Mi memoria de las frutas

Si una mata de mango amanecía pelada, todo el mundo en el barrio sabía que había sido yo. Pero como nadie tenía pruebas, miraba para los costados y hacía caso mudo a los gritos de las dueñas y los dueños. 

Cuando se levantaban, se daban cuenta, a media mañana, que ya no quedaba sobre sus cabezas un solo mango, ni maduro ni pintón. 

Ayer fui a La Casa Encendida a ver (escuchar, sentir, imaginar) un nuevo capítulo de La memoria de las frutas (diáspora)de la creadora española Claudia Claremi

Varios proyectores analógicos dejaban leer, indistintamente, fragmentos de entrevistas. Su investigación abarca el vínculo que se establece entre las personas y las frutas en entornos como el cubano, el puertorriqueño y el dominicano. 

A su vez, quiere descubrir esa especie de traición que sentimos al llegar a Europa, donde un mango no es un mango; donde las uvas, las naranjas y las mandarinas no tienen semillas; donde los aguacates son tan pequeños, que caben dentro de un puño. 




La videoinstalación se completaba con un registro de puños, de manos abiertas, atentas a unas frutas que no están. Manos que sostienen frutas imaginarias. Manos que sienten el peso de las frutas de su memoria. 

Es un lenguaje de señas. Son las señas de lo que ya no existe. Sabores que para los caribeños que viven en España, por ejemplo, ya no existen. Como ya no existen otras tantas cosas. 

Luego estuve pensando toda la noche en mi infancia. Lo que para otros fue la guayaba o el caimito, para mí fue el mango, por mucho mi fruta preferida. Todo lo que tiene que lograr un gesto como La memoria de las frutas es que alguien se pase toda la noche pensando en su infancia. Alguien, como yo, que recuerde la felicidad de sembrar un árbol de mango para ya no tener que robarlos.

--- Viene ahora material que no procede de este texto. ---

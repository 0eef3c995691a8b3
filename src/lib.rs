//! RTM: ultra lightweight cooperative multithreading for microcontrollers
//!
//! Multiplexes independently-periodic threads onto a single 1 ms tick
//! source through a fixed-size, statically-allocated thread table. No
//! preemption, no priorities, no heap: callbacks run to completion in
//! registration order whenever their period expires.
//!
//! The core is hardware-agnostic; any [`TickSource`] drives it. The
//! `atmega128` feature adds a TC0-based tick interrupt and a demo binary.
//!
//! ```
//! use core::cell::Cell;
//! use rtm::{PolledClock, Scheduler};
//!
//! let millis = Cell::new(0u32);
//! let mut blink = || { /* toggle an LED */ };
//!
//! let mut sched: Scheduler<_, 4> = Scheduler::new(PolledClock::new(|| millis.get()));
//! sched.init();
//! let led = sched.create(500, &mut blink)?;
//!
//! // Host main loop: the clock advances, every due thread gets a turn.
//! millis.set(500);
//! sched.dispatch();
//!
//! sched.suspend(led)?;
//! # Ok::<(), rtm::Error>(())
//! ```
#![no_std]
#![cfg_attr(target_arch = "avr", feature(abi_avr_interrupt))]

pub mod config;
pub mod rtos;

#[cfg(all(feature = "atmega128", target_arch = "avr"))]
pub mod hal;

pub use rtos::scheduler::{Callback, Error, Scheduler, TaskState, ThreadHandle};
pub use rtos::tick::{PolledClock, SystemTick, Tick, TickSource};
pub use rtos::timer::{Delay, NotStarted, ThreadTimer, TimerPoll, TimerState};
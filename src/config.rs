//! Build-time configuration constants

/// CPU frequency in Hz
pub const CPU_FREQ_HZ: u32 = 16_000_000;

/// Tick resolution in milliseconds
pub const TICK_MS: u32 = 1;

/// Ticks per wall-clock second, used by the software RTC
pub const TICKS_PER_SECOND: u32 = 1_000;

/// Default thread table capacity (each record costs ~20 bytes of RAM)
pub const MAX_THREADS: usize = 8;
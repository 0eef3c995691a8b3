//! Tick counter and tick sources
//!
//! Everything in the scheduler measures time in ticks, nominally 1 ms.
//! The counter is free-running and wraps; elapsed time must always be
//! computed with wrapping subtraction, which stays correct across the
//! wrap.

use crate::config::TICKS_PER_SECOND;

/// Tick counter value. Wraps modulo `u32::MAX + 1`.
pub type Tick = u32;

/// A monotonically advancing tick counter.
///
/// Concrete sources are selected at configuration time: an
/// interrupt-fed counter ([`SystemTick`], `hal::HardwareTick`) or an
/// externally maintained millisecond clock ([`PolledClock`]).
pub trait TickSource {
    /// Bring up the underlying clock. Called once from `Scheduler::init`,
    /// before any tick is read.
    fn init(&mut self);

    /// Present tick value.
    fn current_tick(&mut self) -> Tick;
}

// Shared counter fed by the platform tick interrupt. Exactly one producer
// (the interrupt handler); readers may be interrupted by it at any point.
// On targets with native 32-bit atomics a relaxed load/store is a single
// machine word and needs no further synchronization. AVR is 8-bit and
// cannot load a u32 in one word, so that port wraps every access in a
// critical section instead.
#[cfg(all(target_arch = "avr", feature = "atmega128"))]
mod count {
    use avr_device::interrupt::{self, Mutex};
    use core::cell::Cell;

    static TICKS: Mutex<Cell<u32>> = Mutex::new(Cell::new(0));
    static SECONDS: Mutex<Cell<u32>> = Mutex::new(Cell::new(0));

    pub fn advance() {
        interrupt::free(|cs| {
            let ticks = TICKS.borrow(cs);
            let now = ticks.get().wrapping_add(1);
            ticks.set(now);
            if now != 0 && now % super::TICKS_PER_SECOND == 0 {
                let seconds = SECONDS.borrow(cs);
                seconds.set(seconds.get().wrapping_add(1));
            }
        });
    }

    pub fn now() -> u32 {
        interrupt::free(|cs| TICKS.borrow(cs).get())
    }

    pub fn reset() {
        interrupt::free(|cs| TICKS.borrow(cs).set(0));
    }

    pub fn seconds() -> u32 {
        interrupt::free(|cs| SECONDS.borrow(cs).get())
    }

    pub fn set_seconds(value: u32) {
        interrupt::free(|cs| SECONDS.borrow(cs).set(value));
    }
}

#[cfg(not(all(target_arch = "avr", feature = "atmega128")))]
mod count {
    use core::sync::atomic::{AtomicU32, Ordering};

    static TICKS: AtomicU32 = AtomicU32::new(0);
    static SECONDS: AtomicU32 = AtomicU32::new(0);

    pub fn advance() {
        let now = TICKS.fetch_add(1, Ordering::Relaxed).wrapping_add(1);
        if now != 0 && now % super::TICKS_PER_SECOND == 0 {
            let seconds = SECONDS.load(Ordering::Relaxed);
            SECONDS.store(seconds.wrapping_add(1), Ordering::Relaxed);
        }
    }

    pub fn now() -> u32 {
        TICKS.load(Ordering::Relaxed)
    }

    pub fn reset() {
        TICKS.store(0, Ordering::Relaxed);
    }

    pub fn seconds() -> u32 {
        SECONDS.load(Ordering::Relaxed)
    }

    pub fn set_seconds(value: u32) {
        SECONDS.store(value, Ordering::Relaxed);
    }
}

/// Advance the shared tick counter by one tick.
///
/// Call from the platform's periodic tick interrupt and nowhere else;
/// the counter has exactly one producer. Every `TICKS_PER_SECOND` ticks
/// the seconds counter advances too.
pub fn advance() {
    count::advance();
}

/// Seconds elapsed since boot (or since [`set_seconds`]), maintained by
/// [`advance`]. Coarse software RTC, unused by the scheduler itself.
pub fn seconds() -> u32 {
    count::seconds()
}

/// Overwrite the seconds counter, e.g. after fetching wall-clock time
/// from a host or an external RTC chip.
pub fn set_seconds(value: u32) {
    count::set_seconds(value);
}

/// Tick source over the shared interrupt-fed counter.
///
/// The platform layer owns the hardware side: it configures a 1 ms
/// interrupt whose handler calls [`advance`]. `init` only zeroes the
/// counter; the seconds counter is wall-clock state and is left alone.
#[derive(Default)]
pub struct SystemTick;

impl TickSource for SystemTick {
    fn init(&mut self) {
        count::reset();
    }

    fn current_tick(&mut self) -> Tick {
        count::now()
    }
}

/// Tick source for platforms that already maintain a millisecond clock,
/// e.g. `millis()` on Arduino cores. Every read resynchronizes from the
/// external clock; no interrupt of our own is involved.
pub struct PolledClock<F> {
    now: F,
}

impl<F: FnMut() -> Tick> PolledClock<F> {
    pub fn new(now: F) -> Self {
        Self { now }
    }
}

impl<F: FnMut() -> Tick> TickSource for PolledClock<F> {
    fn init(&mut self) {
        // The external clock is already running.
    }

    fn current_tick(&mut self) -> Tick {
        (self.now)()
    }
}
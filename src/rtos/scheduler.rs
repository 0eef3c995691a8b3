//! Thread registry and cooperative dispatcher
//!
//! A fixed table of periodic threads, each owning a [`ThreadTimer`], all
//! driven from one tick source. `dispatch` sweeps the table in
//! registration order and fires every runnable thread whose period has
//! expired. Threads are registered once and never removed; suspension is
//! the only way to stop one.

use ufmt::derive::uDebug;

use crate::rtos::tick::{Tick, TickSource};
use crate::rtos::timer::{ThreadTimer, TimerPoll};

/// Zero-argument thread body. Must return promptly: a callback that
/// blocks stalls every thread registered after it in the same pass.
pub type Callback<'a> = &'a mut (dyn FnMut() + 'a);

/// Whether the dispatcher considers a thread runnable.
#[derive(uDebug, Debug, Clone, Copy, PartialEq, Eq)]
pub enum TaskState {
    Idle,
    Run,
}

/// Scheduler error codes.
#[derive(uDebug, Debug, Clone, Copy, PartialEq, Eq)]
pub enum Error {
    /// The registry already holds its compile-time maximum of threads.
    RegistryFull,
    /// The handle does not name a registered thread.
    InvalidHandle,
}

/// Stable identifier of a registered thread: its index in the registry,
/// valid for the lifetime of the program.
#[derive(uDebug, Debug, Clone, Copy, PartialEq, Eq)]
pub struct ThreadHandle(u8);

impl ThreadHandle {
    pub fn index(self) -> usize {
        usize::from(self.0)
    }
}

struct ThreadRecord<'a> {
    state: TaskState,
    period: Tick,
    callback: Callback<'a>,
    timer: ThreadTimer,
}

/// Cooperative scheduler over tick source `C` with room for `N` threads.
///
/// Handles are `u8`-sized like the records they index, which caps the
/// usable capacity at 256 threads.
pub struct Scheduler<'a, C, const N: usize> {
    threads: [Option<ThreadRecord<'a>>; N],
    count: usize,
    clock: C,
}

impl<'a, C: TickSource, const N: usize> Scheduler<'a, C, N> {
    /// Scheduler with an empty registry. Call [`init`](Self::init) once
    /// before anything else.
    pub fn new(clock: C) -> Self {
        Self {
            threads: core::array::from_fn(|_| None),
            count: 0,
            clock,
        }
    }

    /// Clear the registry and bring up the tick source.
    pub fn init(&mut self) {
        self.threads = core::array::from_fn(|_| None);
        self.count = 0;
        self.clock.init();
    }

    /// Register a periodic thread in the next free slot and start its
    /// timer: the first dispatch comes one full period from now. The
    /// returned handle is the slot index, stable forever.
    ///
    /// The callback must not block and cannot call back into this
    /// scheduler (it is exclusively borrowed here for as long as the
    /// scheduler lives). A panicking callback is not contained; under the
    /// firmware profiles (`panic = "abort"`) it halts the system.
    pub fn create(&mut self, period: Tick, callback: Callback<'a>) -> Result<ThreadHandle, Error> {
        if self.count == N {
            return Err(Error::RegistryFull);
        }

        let mut timer = ThreadTimer::new();
        timer.start(&mut self.clock);
        self.threads[self.count] = Some(ThreadRecord {
            state: TaskState::Run,
            period,
            callback,
            timer,
        });

        let handle = ThreadHandle(self.count as u8);
        self.count += 1;
        Ok(handle)
    }

    /// Make the thread ineligible for dispatch. Its timer keeps running:
    /// a thread resumed later than its period fires on the very next
    /// pass. Suspension pauses eligibility, not phase.
    pub fn suspend(&mut self, handle: ThreadHandle) -> Result<(), Error> {
        self.record_mut(handle)?.state = TaskState::Idle;
        Ok(())
    }

    /// Make the thread eligible for dispatch again.
    pub fn resume(&mut self, handle: ThreadHandle) -> Result<(), Error> {
        self.record_mut(handle)?.state = TaskState::Run;
        Ok(())
    }

    /// Fire the thread's callback if its period has expired, then rebase
    /// its timer on the completion instant: the next period starts when
    /// the callback returns, so drift accrues with callback duration.
    pub fn run(&mut self, handle: ThreadHandle) -> Result<(), Error> {
        self.run_at(handle.index())
    }

    /// One dispatch pass: service every runnable thread in registration
    /// order. Earlier threads always go first, so a slow callback delays
    /// everything after it within the pass.
    pub fn dispatch(&mut self) {
        for index in 0..self.count {
            let runnable = matches!(
                &self.threads[index],
                Some(record) if record.state == TaskState::Run
            );
            if runnable {
                // Index is in range, run_at cannot fail here.
                let _ = self.run_at(index);
            }
        }
    }

    /// Number of registered threads.
    pub fn len(&self) -> usize {
        self.count
    }

    pub fn is_empty(&self) -> bool {
        self.count == 0
    }

    /// Compile-time registry capacity.
    pub const fn capacity(&self) -> usize {
        N
    }

    /// Dispatch eligibility of a registered thread.
    pub fn state(&self, handle: ThreadHandle) -> Result<TaskState, Error> {
        match self.threads.get(handle.index()) {
            Some(Some(record)) => Ok(record.state),
            _ => Err(Error::InvalidHandle),
        }
    }

    fn run_at(&mut self, index: usize) -> Result<(), Error> {
        // Direct field access keeps the clock borrowable alongside the
        // record.
        let record = match self.threads.get_mut(index) {
            Some(Some(record)) => record,
            _ => return Err(Error::InvalidHandle),
        };

        if record.timer.check_one_shot(&mut self.clock, record.period) == TimerPoll::Done {
            (record.callback)();
            record.timer.start(&mut self.clock);
        }
        Ok(())
    }

    fn record_mut(&mut self, handle: ThreadHandle) -> Result<&mut ThreadRecord<'a>, Error> {
        match self.threads.get_mut(handle.index()) {
            Some(Some(record)) => Ok(record),
            _ => Err(Error::InvalidHandle),
        }
    }
}

#[cfg(test)]
mod tests {
    use super::*;
    use crate::rtos::tick::PolledClock;
    use core::cell::Cell;

    #[test]
    fn registry_fills_to_capacity_with_consecutive_handles() {
        let now = Cell::new(0u32);
        let mut first = || ();
        let mut second = || ();
        let mut third = || ();

        let mut sched: Scheduler<_, 2> = Scheduler::new(PolledClock::new(|| now.get()));
        sched.init();

        assert_eq!(sched.create(10, &mut first).unwrap().index(), 0);
        assert_eq!(sched.create(10, &mut second).unwrap().index(), 1);
        assert_eq!(sched.create(10, &mut third), Err(Error::RegistryFull));
        assert_eq!(sched.len(), 2);
        assert_eq!(sched.capacity(), 2);
    }

    #[test]
    fn thread_fires_once_per_period() {
        let now = Cell::new(0u32);
        let fires = Cell::new(0u32);
        let mut count_fire = || fires.set(fires.get() + 1);

        let mut sched: Scheduler<_, 4> = Scheduler::new(PolledClock::new(|| now.get()));
        sched.init();
        sched.create(10, &mut count_fire).unwrap();

        sched.dispatch();
        assert_eq!(fires.get(), 0);

        now.set(9);
        sched.dispatch();
        assert_eq!(fires.get(), 0);

        now.set(10);
        sched.dispatch();
        assert_eq!(fires.get(), 1);
        sched.dispatch();
        assert_eq!(fires.get(), 1);

        // Rebased at tick 10: not due again until tick 20.
        now.set(19);
        sched.dispatch();
        assert_eq!(fires.get(), 1);
        now.set(20);
        sched.dispatch();
        assert_eq!(fires.get(), 2);
    }

    #[test]
    fn dispatch_services_threads_in_registration_order() {
        let now = Cell::new(0u32);
        let order = Cell::new(0u32);
        let mut first = || order.set(order.get() * 10 + 1);
        let mut second = || order.set(order.get() * 10 + 2);
        let mut third = || order.set(order.get() * 10 + 3);

        let mut sched: Scheduler<_, 4> = Scheduler::new(PolledClock::new(|| now.get()));
        sched.init();
        sched.create(10, &mut first).unwrap();
        sched.create(10, &mut second).unwrap();
        sched.create(10, &mut third).unwrap();

        now.set(10);
        sched.dispatch();
        assert_eq!(order.get(), 123);
    }

    #[test]
    fn suspended_thread_keeps_its_phase() {
        let now = Cell::new(0u32);
        let fires = Cell::new(0u32);
        let mut count_fire = || fires.set(fires.get() + 1);

        let mut sched: Scheduler<_, 4> = Scheduler::new(PolledClock::new(|| now.get()));
        sched.init();
        let handle = sched.create(10, &mut count_fire).unwrap();

        sched.suspend(handle).unwrap();
        assert_eq!(sched.state(handle).unwrap(), TaskState::Idle);

        // Well past the period while suspended: nothing fires.
        now.set(50);
        sched.dispatch();
        assert_eq!(fires.get(), 0);

        // The timer kept running, so the thread is overdue immediately.
        sched.resume(handle).unwrap();
        sched.dispatch();
        assert_eq!(fires.get(), 1);
    }

    #[test]
    fn run_checks_a_single_thread() {
        let now = Cell::new(0u32);
        let fires = Cell::new(0u32);
        let mut count_fire = || fires.set(fires.get() + 1);

        let mut sched: Scheduler<_, 4> = Scheduler::new(PolledClock::new(|| now.get()));
        sched.init();
        let handle = sched.create(5, &mut count_fire).unwrap();

        sched.run(handle).unwrap();
        assert_eq!(fires.get(), 0);

        now.set(5);
        sched.run(handle).unwrap();
        assert_eq!(fires.get(), 1);
    }

    #[test]
    fn invalid_handles_are_rejected_without_side_effects() {
        let now = Cell::new(0u32);
        let fires = Cell::new(0u32);
        let mut count_fire = || fires.set(fires.get() + 1);

        let mut sched: Scheduler<_, 4> = Scheduler::new(PolledClock::new(|| now.get()));
        sched.init();
        sched.create(10, &mut count_fire).unwrap();

        let bogus = ThreadHandle(7);
        assert_eq!(sched.run(bogus), Err(Error::InvalidHandle));
        assert_eq!(sched.suspend(bogus), Err(Error::InvalidHandle));
        assert_eq!(sched.resume(bogus), Err(Error::InvalidHandle));
        assert_eq!(sched.state(bogus), Err(Error::InvalidHandle));

        // The registered thread is unaffected.
        now.set(10);
        sched.dispatch();
        assert_eq!(fires.get(), 1);
    }

    #[test]
    fn init_empties_a_populated_registry() {
        let now = Cell::new(0u32);
        let mut first = || ();
        let mut second = || ();
        let mut third = || ();

        let mut sched: Scheduler<_, 4> = Scheduler::new(PolledClock::new(|| now.get()));
        sched.init();
        sched.create(10, &mut first).unwrap();
        sched.create(10, &mut second).unwrap();
        assert_eq!(sched.len(), 2);

        sched.init();
        assert!(sched.is_empty());
        // Slots are handed out from the start again.
        assert_eq!(sched.create(10, &mut third).unwrap().index(), 0);
    }
}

Me llevaba los maduros, los pintones y, a veces, los verdes grandes, esos que en tres días están sazones. Y los metía en bolsas negras. 




Lo aprendí de mi padre, que siempre fue un luchador. Me traía mangos de Santiago de Cuba medio pintones para que me duraran y no se echaran a perder. En Cuba, todo —las frutas más— se echa a perder muy rápido. La cáscara blanda no admite ni demasiado calor ni demasiado amor. El amor es cosa de tiempo.

En Cuba siempre tuve una relación casi de flirteo con los mangos.

Era ver. 

Era oler.

Era tocar.

Y era comer. 

Una cosa detrás de la otra. Sin miramientos. Sin romanticismo. Sin pamplinas. Eran amantes de turno. 

En las bolsas negras los mangos demoraban dos o tres días para estar maduros. Hay que estar atentos y revisarlos a diario. En dependencia del calor, la humedad y la oscuridad, el mango pasa de la madurez a la podredumbre en cuestión de segundos. Cuando abría esas bolsas y veía mis mangos ya casi negros, me daba tristeza. Aunque siempre se salvaba alguno. 




Éramos como veinte chiquillos que no iban a la escuela por irnos, cada uno en su bicicleta, para el río Matamoros. Nos metíamos por entre unas casas que mandó a construir la mujer de Fulgencio Batista, las mejores de la zona, y llegábamos hasta un descampado que llamábamos “El tanque”. 

No era más que un dique con un sistema de producción eléctrica ya en desuso. Antes, esa minicentral producía electricidad para el Instituto Cívico Militar de Holguín, convertido en centro escolar después de 1959. Ahí estábamos nosotros, con la mitad de las bicicletas ponchadas y tostados por el sol, felices. 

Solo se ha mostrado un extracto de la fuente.